カ キ(柿)
カキノキ
ディオスピロス(カキノキ)
Diospyros kaki
ディオスピロス・カキ
Japanese persimmon , Kaki , Kakee ,
Chinese persimmon , Date plum , Keg fig
東アジア温帯地域原産
落葉高木
カキは、カキノキ科カキノキ属の植物で果樹として栽培されている。
カキが果樹として最も古く利用されていたのは中国で、
古書によると紀元前2世紀ころにはすでに栽培されていたようである。
日本では食物史の研究によると奈良時代にはカキが販売されていたようであるし、
平安時代の宮中の儀式の祭礼の菓子として熟柿子、干柿子、
供奉雑菜としてクリ、モモなどとともにカキが記載されている。
したがって、日本ではカキは少なくとも10世紀には重要な果樹となっていたようである。
しかしながら、カキの現在の栽培種は日本に原生したものではないようである。奈良時代にモモ、
アンズ、ウメなどともに中国から渡来したのではないかという説が有力である。
いいすれにせよ日本の風土はカキの生育に非常によく適していた。
そして、それぞれの地方で多くの栽培品種が生じ、カキの樹を植えていない家はないほどになった。

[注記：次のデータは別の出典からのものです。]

use crate::error::ConfigError;
use crate::error::Result;

/// Bucket count used when no configuration is supplied.
pub const DEFAULT_INITIAL_BUCKETS: usize = 8;

/// Load factor threshold used when no configuration is supplied.
pub const DEFAULT_MAX_LOAD_FACTOR: f64 = 0.75;

/// Smallest accepted maximum load factor: at most 1024 buckets per entry.
pub const MIN_MAX_LOAD_FACTOR: f64 = 1.0 / 1024.0;

/// Construction parameters for a [`HashTable`](crate::HashTable).
///
/// # Examples
///
/// ```rust
/// use chained_hash::Config;
///
/// let config = Config::default()
///     .with_initial_buckets(4)
///     .with_max_load_factor(0.5);
/// assert!(config.validate().is_ok());
///
/// assert!(Config::default().with_initial_buckets(0).validate().is_err());
/// ```
#[derive(Debug, Clone, Copy, PartialEq)]
pub struct Config {
    /// Number of buckets allocated up front. Must be at least 1.
    pub initial_buckets: usize,
    /// Ratio of entries to buckets above which the table doubles. Must lie in
    /// `[MIN_MAX_LOAD_FACTOR, 1]`.
    pub max_load_factor: f64,
}

impl Default for Config {
    fn default() -> Self {
        Self {
            initial_buckets: DEFAULT_INITIAL_BUCKETS,
            max_load_factor: DEFAULT_MAX_LOAD_FACTOR,
        }
    }
}

impl Config {
    /// Sets the initial bucket count.
    pub fn with_initial_buckets(mut self, initial_buckets: usize) -> Self {
        self.initial_buckets = initial_buckets;
        self
    }

    /// Sets the maximum load factor.
    pub fn with_max_load_factor(mut self, max_load_factor: f64) -> Self {
        self.max_load_factor = max_load_factor;
        self
    }

    /// Checks both parameters, returning
    /// [`Error::InvalidConfiguration`](crate::Error::InvalidConfiguration) for
    /// the first one that is out of range.
    pub fn validate(&self) -> Result<()> {
        if self.initial_buckets == 0 {
            return Err(ConfigError::ZeroBuckets.into());
        }
        // NaN fails both comparisons and is rejected here too.
        if !(self.max_load_factor >= MIN_MAX_LOAD_FACTOR && self.max_load_factor <= 1.0) {
            return Err(ConfigError::LoadFactorOutOfRange(self.max_load_factor).into());
        }
        Ok(())
    }
}
use std::collections::hash_map::DefaultHasher;
use std::hash::BuildHasherDefault;

use chained_hash::Config;
use chained_hash::HashTable;
use clap::Parser;

#[derive(Parser, Debug)]
struct Args {
    #[arg(short = 'n', long = "entries", default_value_t = 100)]
    entries: u64,

    #[arg(short = 'b', long = "initial-buckets", default_value_t = 4)]
    initial_buckets: usize,

    #[arg(short = 'l', long = "max-load-factor", default_value_t = 0.75)]
    max_load_factor: f64,
}

fn main() -> Result<(), chained_hash::Error> {
    env_logger::init();
    let args = Args::parse();

    let config = Config::default()
        .with_initial_buckets(args.initial_buckets)
        .with_max_load_factor(args.max_load_factor);
    let mut table: HashTable<u64, u64, BuildHasherDefault<DefaultHasher>> =
        HashTable::with_config(config)?;

    println!(
        "Creating HashTable with {} buckets, max load factor {}",
        table.bucket_count(),
        table.max_load_factor()
    );

    let mut buckets = table.bucket_count();
    for key in 0..args.entries {
        table.set(key, key * key);
        if table.bucket_count() != buckets {
            println!(
                "set({:>4}) -> resized {:>5} -> {:>5} buckets, load factor {:.3}",
                key,
                buckets,
                table.bucket_count(),
                table.load_factor()
            );
            buckets = table.bucket_count();
        }
    }

    println!("Inserted {} entries", table.len());
    table.stats().print();
    table.print_chain_length_histogram();

    for key in 0..args.entries / 2 {
        table.delete(&key)?;
    }
    println!(
        "Deleted half: {} entries, load factor {:.3}",
        table.len(),
        table.load_factor()
    );

    table.shrink_to_fit();
    println!(
        "After shrink_to_fit: {} buckets, load factor {:.3}",
        table.bucket_count(),
        table.load_factor()
    );
    table.stats().print();

    Ok(())
}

カキには甘ガキと渋ガキがある。中国には甘ガキは無く、
甘ガキは日本では鎌倉時代に出現したようである。
しかし、甘ガキも未熟な時は渋いうえ、
寒い地方では成熟しても甘くならないし、栽培品種によっては種子が
3~4個以上入ると甘くなり、入らないと渋味がのこるものである。
なお、種子ができなくても甘くなるものを完全甘ガキ、
種子ができないと甘くならないものを不完全甘ガキという。
カキの果肉内にはタンニン細胞と呼ばれる特殊細胞があり、
その中に渋いタンニン( tannin )が含まれている。
最近、カキのタンニンは、プロアントシアニジン
( proanthocyanidin )
のポリマーであることがわかったが、カキの渋いのは、
タンニン細胞が破れると、渋いタンニンが流れ出て舌のタンパク質と結合するためである。
舌にタンニンが結合すると脳が渋いと感じるようである。
カキの栽培品種について、1912年当時の農商務省農事試験場が調査したところによると、
北海道を除く全国に地方的なカキの
栽培品種があり、その数は甘ガキ406品種、渋ガキ679品種、計1085品種にもなった。
その後この中の優良品種が各地で栽培されるようになるとともに、
新しい品種も出現したが、全国的に栽培されているものは少ない。
この中で栽培面積の多い10品種は次のものである。
『富有』、『平核無』、『次郎』、『松本早生富有』、
『甲州百目』、『西条』、『会津身不知』、『伊豆』、
『愛宕』、『西村早生』の10品種で
ある。
東海地方もカキは多く作られており、
私の生まれた愛知県では最も一般的に作られているのが、次郎柿である。
次郎柿はお隣の県の静岡県周智郡森町が原産で愛知県、
静岡県のほか、ほぼ全国的に栽培されている。
果実は富有よりやや大きく扁平であるが、
富有より肩がはり、完全甘ガキで熟期は富有よりやや早い。
果肉品質は富有に勝るといわれている。
もうひとつ東海地方で有名なカキは富有柿である。
原木は岐阜県本巣郡巣南町にあったが、1929年に枯死した。
カキの中で日本中どこでも売られているのは富有柿だけである。
果実の大きいものは300gにもなるが、
ふつうは200~220gのものが多いく、
果形は扁円形で果皮は橙紅色である。
成熟期は10月下旬から11月下旬と晩生である。
完全甘ガキで品質が良く、貯蔵性にも優れている。
[ 引用 : 園芸植物大事典
( 塚本洋太郎総監修:小学館発行 ) ]
カキの花は、雌雄異株で一枚目(上)は雌花である。
東海地方では5月下旬ごろ開花する。
二枚目(左上)は、果実でありおそらく富有柿である。
11月上旬の撮影である。
三枚目(左下)は、カキの新芽であり、
春の4月ころには柿畑一面がこの新緑一色になる。